Trump will have opportunities to flog the stock at campaign rallies and media appearances before the November election. 

He is legally entitled to promote it, according to Fischer, the former SEC attorney, and probably will get wide latitude when he boasts about its greatness.

That’s despite Trump Media’s financials: The company generated revenue of only $3.4 million in the first nine months of last year, primarily from advertising. 

That isn’t nearly enough to cover operating expenses of $10.6 million and interest expenses of $38 million in the same span.

Plenty of candidates have had business interests on entering office, and some presidents have embraced the opportunity to profit from their personal brand. 

Consider President Barack Obama’s best-selling books, for one. 

(Obama donated much of the proceeds he received while president to charity.) 

Still, no other leading candidate for president has launched a public company under his name in the months before an election.

The idea of a presidential candidate—and potentially an officeholder—having a major stake in a public company tied to his brand is troubling to some ethics watchdogs such as Virginia Canter, chief ethics counsel at Citizens for Responsibility and Ethics in Washington.

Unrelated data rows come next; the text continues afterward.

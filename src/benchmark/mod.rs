// src/benchmark/mod.rs
pub mod concentration;
pub mod engine;
pub mod orchestrator;
pub mod scoring;
pub mod types;

pub use concentration::{gini, hhi, nakamoto};
pub use engine::compute_benchmark;
pub use orchestrator::RefreshOrchestrator;
pub use types::{BenchmarkScores, BenchmarkSnapshot, RefreshOptions, RefreshOutcome};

An investor who might seek to gain access through stock purchases “is putting money” in the candidate’s pocket, she said, noting that this approach is “so much more direct” than a campaign donation.

CREW filed a lawsuit against the Trump administration, alleging that Trump had received payments from foreign governments, which the group argued violated the Constitution’s foreign-emoluments clause. 

The Supreme Court dismissed the case in 2021 on the grounds that he had left office.

As of December, Susquehanna International Group, co-founded by GOP megadonor Jeff Yass, owned about 2% of DWAC’s shares, according to regulatory filings. 

Susquehanna is also an investor in ByteDance, the China-based owner of social-media network TikTok. 

Trump recently surprised observers by saying that he didn’t want to see TikTok banned, after trying to ban it during his presidency.

There is no evidence that these developments are connected. 

Susquehanna told the New York Times that its role in Trump’s company was as a market maker, suggesting that it didn’t see its shares as a long-term investment. 

It is unclear whether Susquehanna still owns the shares. 

The company didn’t respond to requests for comment.

It will be difficult to know whether political donors or companies affiliated with them purchase Trump Media’s shares, although Nunes has put the number of individual investors in Trump Media at 400,000. 

Foreign investors, including sovereign-wealth funds, can largely trade freely in the U.S. stock market. 

Their involvement in a given stock might be disclosed months later, if at all.

It would be difficult to make the case that Trump supporters’ stock purchases run afoul of campaign-finance law, says Shanna Ports, senior legal counsel for campaign finance at the Campaign Legal Center.

It would be tough to prove, she says, that people are investing in Trump Media “to support his candidacy as opposed to seeing an investment opportunity.”

Trump once said that his net worth goes up and down based on his feelings. 

That could now include his feelings about Trump Media’s stock. 

A campaign rally could drive a stock rally, which might drive up Trump’s net worth.

All presidential candidates tell voters that their financial fortunes are tied to the candidates’ political fortunes. 

With Trump Media, Trump is making the link explicit for those who choose to invest.